Start of Block

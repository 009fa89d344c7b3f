//! Integration tests: nights built from JSON scripts through the in-memory
//! asset loader and driven tick by tick.
//!
//! Uses the bundled first night from `data/` plus small inline scripts.

use nightwatch_logic::assets::{AssetManifest, MemoryAssets};
use nightwatch_logic::night::{Night, NightEvent, NightOutcome, PlayerInput, TickReport, View};
use nightwatch_logic::registry::AgentRegistry;
use nightwatch_logic::script::NightScript;
use nightwatch_logic::store::{KeyValueStore, MemoryStore};

const NIGHT1: &str = include_str!("../../../data/night1.json");
const NIGHT1_ASSETS: &str = include_str!("../../../data/night1_assets.json");

/// One door camera, one stalker standing at it.
const DOORWAY: &str = r#"{
    "name": "doorway",
    "duration_seconds": 60,
    "seed": 3,
    "map_image": "map.png",
    "start_camera": "door",
    "cameras": [
        { "name": "door", "background": "door.png",
          "region": { "x": 0, "y": 0, "width": 10, "height": 10 },
          "left_door": true }
    ],
    "agents": [
        { "name": "freddy", "kind": "stalker", "start_camera": "door",
          "patience_seconds": 1.0,
          "jumpscare": { "gif": "freddy.gif", "sound": "scream.ogg" } }
    ]
}"#;

const DOORWAY_ASSETS: &str = r#"{
    "images": ["map.png", "door.png"],
    "gifs": { "freddy.gif": [ { "delay_seconds": 0.05 }, { "delay_seconds": 0.05 } ] },
    "sounds": ["scream.ogg"]
}"#;

// ── Helpers ────────────────────────────────────────────────────────────

fn assets(manifest_json: &str) -> MemoryAssets {
    let manifest: AssetManifest = serde_json::from_str(manifest_json).unwrap();
    MemoryAssets::from_manifest(&manifest)
}

fn night1(seed: u64) -> (Night, MemoryAssets) {
    let mut script = NightScript::from_json(NIGHT1).unwrap();
    script.seed = Some(seed);
    let assets = assets(NIGHT1_ASSETS);
    let night = script.build(&assets, &AgentRegistry::builtin()).unwrap();
    (night, assets)
}

fn doors_closed() -> PlayerInput {
    PlayerInput {
        left_door_open: false,
        right_door_open: false,
        cams_up: false,
    }
}

fn run(night: &mut Night, input: PlayerInput, max_ticks: u64) -> Vec<TickReport> {
    let mut reports = Vec::new();
    for _ in 0..max_ticks {
        let report = night.tick(input).unwrap();
        let done = report.outcome.is_some();
        reports.push(report);
        if done {
            break;
        }
    }
    reports
}

// ── Bundled night ──────────────────────────────────────────────────────

#[test]
fn bundled_night_builds() {
    let (night, _assets) = night1(1);
    assert_eq!(night.cameras().len(), 11);
    assert_eq!(night.agents().len(), 4);
    assert_eq!(night.config().duration_ticks, 360 * 60);
    assert_eq!(night.location_of("freddy"), Some("stage"));
    assert_eq!(night.location_of("foxy"), Some("pirate_cove"));
    assert_eq!(night.cameras().selected_camera().name(), "stage");
}

#[test]
fn same_seed_same_night() {
    let (mut a, _assets_a) = night1(99);
    let (mut b, _assets_b) = night1(99);
    let reports_a = run(&mut a, PlayerInput::default(), 6000);
    let reports_b = run(&mut b, PlayerInput::default(), 6000);
    assert_eq!(reports_a, reports_b);
}

#[test]
fn closed_doors_survive_the_night() {
    let (mut night, _assets) = night1(12);
    let reports = run(&mut night, doors_closed(), 360 * 60 + 1);
    let last = reports.last().unwrap();
    assert_eq!(last.outcome, Some(NightOutcome::Completed));
    assert_eq!(last.tick, 360 * 60 - 1);
    assert!(!reports
        .iter()
        .flat_map(|r| &r.events)
        .any(|e| matches!(e, NightEvent::JumpscareStarted { .. })));
}

#[test]
fn agents_only_walk_connections() {
    let (mut night, _assets) = night1(5);
    let reports = run(&mut night, doors_closed(), 360 * 60);
    let mut moves = 0;
    for event in reports.iter().flat_map(|r| &r.events) {
        if let NightEvent::AgentMoved { from, to, agent } = event {
            let links = night.cameras().connections(from).unwrap();
            assert!(links.contains(to), "{agent}: {from} -> {to}");
            moves += 1;
        }
    }
    assert!(moves > 0);
}

#[test]
fn phone_call_captions_follow_the_call() {
    let (mut night, assets) = night1(8);
    for tick in 0..30 {
        let report = night.tick(doors_closed()).unwrap();
        assert_eq!(report.subtitle, None, "tick {tick}");
    }
    let report = night.tick(doors_closed()).unwrap();
    assert_eq!(report.subtitle.as_deref(), Some("Hello? Hello, hello?"));

    let call = assets.sound("sounds/phone_night1.ogg").unwrap();
    assert_eq!(call.play_count(), 1);
    assert!(call.is_playing());

    night.mute_call();
    assert!(!call.is_playing());
    let report = night.tick(doors_closed()).unwrap();
    assert_eq!(report.subtitle, None);
}

#[test]
fn map_clicks_select_cameras() {
    let (mut night, _assets) = night1(2);
    assert_eq!(night.select_at(215, 130).unwrap(), None);
    assert_eq!(night.select_at(205, 230).unwrap(), Some("east_corner"));
    let report = night.tick(PlayerInput {
        cams_up: true,
        ..doors_closed()
    })
    .unwrap();
    match report.view {
        View::CameraFeed {
            camera, cams_up, ..
        } => {
            assert_eq!(camera, "east_corner");
            assert!(cams_up);
        }
        other => panic!("expected camera feed, got {other:?}"),
    }
}

#[test]
fn ambient_cues_respect_the_interval() {
    let (mut night, assets) = night1(21);
    let mut cue_ticks = Vec::new();
    for _ in 0..360 * 60 {
        let report = night.tick(doors_closed()).unwrap();
        if report
            .events
            .iter()
            .any(|e| matches!(e, NightEvent::AmbientCue { .. }))
        {
            cue_ticks.push(report.tick);
            // Let the cue end so the next interval can fire
            assets.sound("ambient/drip.ogg").unwrap().finish();
            assets.sound("ambient/footsteps.ogg").unwrap().finish();
            assets.sound("ambient/laugh.ogg").unwrap().finish();
        }
    }
    assert!(!cue_ticks.is_empty());
    assert!(cue_ticks.iter().all(|t| t % 600 == 0), "{cue_ticks:?}");
}

// ── Jumpscare to failure ───────────────────────────────────────────────

#[test]
fn open_door_ends_in_failure_after_scream() {
    let script = NightScript::from_json(DOORWAY).unwrap();
    let assets = assets(DOORWAY_ASSETS);
    let mut night = script.build(&assets, &AgentRegistry::builtin()).unwrap();

    let reports = run(&mut night, PlayerInput::default(), 61);
    let trigger = reports.last().unwrap();
    assert_eq!(trigger.tick, 60);
    assert!(trigger.events.contains(&NightEvent::JumpscareStarted {
        agent: "freddy".into()
    }));
    assert!(night.cams_locked());

    // Frames run out long before the scream does
    let reports = run(&mut night, PlayerInput::default(), 30);
    assert!(reports.iter().all(|r| r.outcome.is_none()));
    match &reports.last().unwrap().view {
        View::Jumpscare { agent, frames, .. } => {
            assert_eq!(agent, "freddy");
            let keys: Vec<&str> = frames.iter().map(|f| f.key()).collect();
            assert_eq!(keys, ["freddy.gif#0", "freddy.gif#1"]);
        }
        other => panic!("expected jumpscare, got {other:?}"),
    }

    assert_eq!(assets.finish_playing(), 1);
    let report = night.tick(PlayerInput::default()).unwrap();
    assert_eq!(report.outcome, Some(NightOutcome::Failed));

    let mut store = MemoryStore::new();
    report.outcome.unwrap().record(&mut store, "doorway").unwrap();
    assert_eq!(store.get_count("doorway.attempts"), 1);
    assert_eq!(store.get_count("doorway.completed"), 0);
}

#[test]
fn shutdown_silences_a_running_jumpscare() {
    let script = NightScript::from_json(DOORWAY).unwrap();
    let assets = assets(DOORWAY_ASSETS);
    let mut night = script.build(&assets, &AgentRegistry::builtin()).unwrap();
    run(&mut night, PlayerInput::default(), 61);

    let scream = assets.sound("scream.ogg").unwrap();
    assert!(scream.is_playing());
    night.shutdown();
    assert!(!scream.is_playing());
}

End of Block

Check each line of the material for the word "moves". State how many have it, and write nothing else.

Written solution:
3